### DATA PROVIDED ###

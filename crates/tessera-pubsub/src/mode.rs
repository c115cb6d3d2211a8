//! Handler capability modes.

use std::str::FromStr;

use serde::{Deserialize, Serialize};

use crate::error::Error;

/// Which operations a handler may perform. Fixed at construction.
#[derive(Debug, Clone, Copy, PartialEq, Eq, Hash, Serialize, Deserialize)]
#[serde(rename_all = "lowercase")]
pub enum Mode {
    /// Subscribe only.
    Sub = 1,
    /// Publish only.
    Pub = 2,
    /// Subscribe and publish.
    Dual = 3,
}

impl Mode {
    /// Numeric mode code.
    pub fn code(self) -> u8 {
        self as u8
    }

    /// Check if this mode permits subscribe and unsubscribe.
    pub fn can_subscribe(self) -> bool {
        matches!(self, Mode::Sub | Mode::Dual)
    }

    /// Check if this mode permits publish.
    pub fn can_publish(self) -> bool {
        matches!(self, Mode::Pub | Mode::Dual)
    }
}

impl TryFrom<u8> for Mode {
    type Error = Error;

    fn try_from(code: u8) -> Result<Self, Error> {
        match code {
            1 => Ok(Mode::Sub),
            2 => Ok(Mode::Pub),
            3 => Ok(Mode::Dual),
            other => Err(Error::InvalidMode(other.to_string())),
        }
    }
}

impl FromStr for Mode {
    type Err = Error;

    fn from_str(s: &str) -> Result<Self, Error> {
        match s.to_ascii_lowercase().as_str() {
            "sub" => Ok(Mode::Sub),
            "pub" => Ok(Mode::Pub),
            "dual" => Ok(Mode::Dual),
            _ => Err(Error::InvalidMode(s.to_string())),
        }
    }
}

impl std::fmt::Display for Mode {
    fn fmt(&self, f: &mut std::fmt::Formatter<'_>) -> std::fmt::Result {
        match self {
            Mode::Sub => write!(f, "sub"),
            Mode::Pub => write!(f, "pub"),
            Mode::Dual => write!(f, "dual"),
        }
    }
}

#[cfg(test)]
mod tests {
    use super::*;

    #[test]
    fn test_capabilities() {
        assert!(Mode::Sub.can_subscribe());
        assert!(!Mode::Sub.can_publish());
        assert!(!Mode::Pub.can_subscribe());
        assert!(Mode::Pub.can_publish());
        assert!(Mode::Dual.can_subscribe());
        assert!(Mode::Dual.can_publish());
    }

    #[test]
    fn test_mode_codes() {
        for mode in [Mode::Sub, Mode::Pub, Mode::Dual] {
            assert_eq!(Mode::try_from(mode.code()).unwrap(), mode);
        }
        assert!(matches!(Mode::try_from(0), Err(Error::InvalidMode(_))));
        assert!(matches!(Mode::try_from(4), Err(Error::InvalidMode(_))));
    }

    #[test]
    fn test_mode_parse() {
        assert_eq!("DUAL".parse::<Mode>().unwrap(), Mode::Dual);
        assert_eq!("sub".parse::<Mode>().unwrap(), Mode::Sub);
        assert!(matches!(
            "broadcast".parse::<Mode>(),
            Err(Error::InvalidMode(name)) if name == "broadcast"
        ));
    }

    #[test]
    fn test_mode_serde() {
        assert_eq!(serde_json::to_string(&Mode::Pub).unwrap(), "\"pub\"");
        let mode: Mode = serde_json::from_str("\"dual\"").unwrap();
        assert_eq!(mode, Mode::Dual);
    }
}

###

> **BRIEF**: Starting at the line that contains "let mode: Mode", copy every line down to the last line of the records above, exactly as written.

> **REPLY**:
        let mode: Mode = serde_json::from_str("\"dual\"").unwrap();
        assert_eq!(mode, Mode::Dual);
    }
}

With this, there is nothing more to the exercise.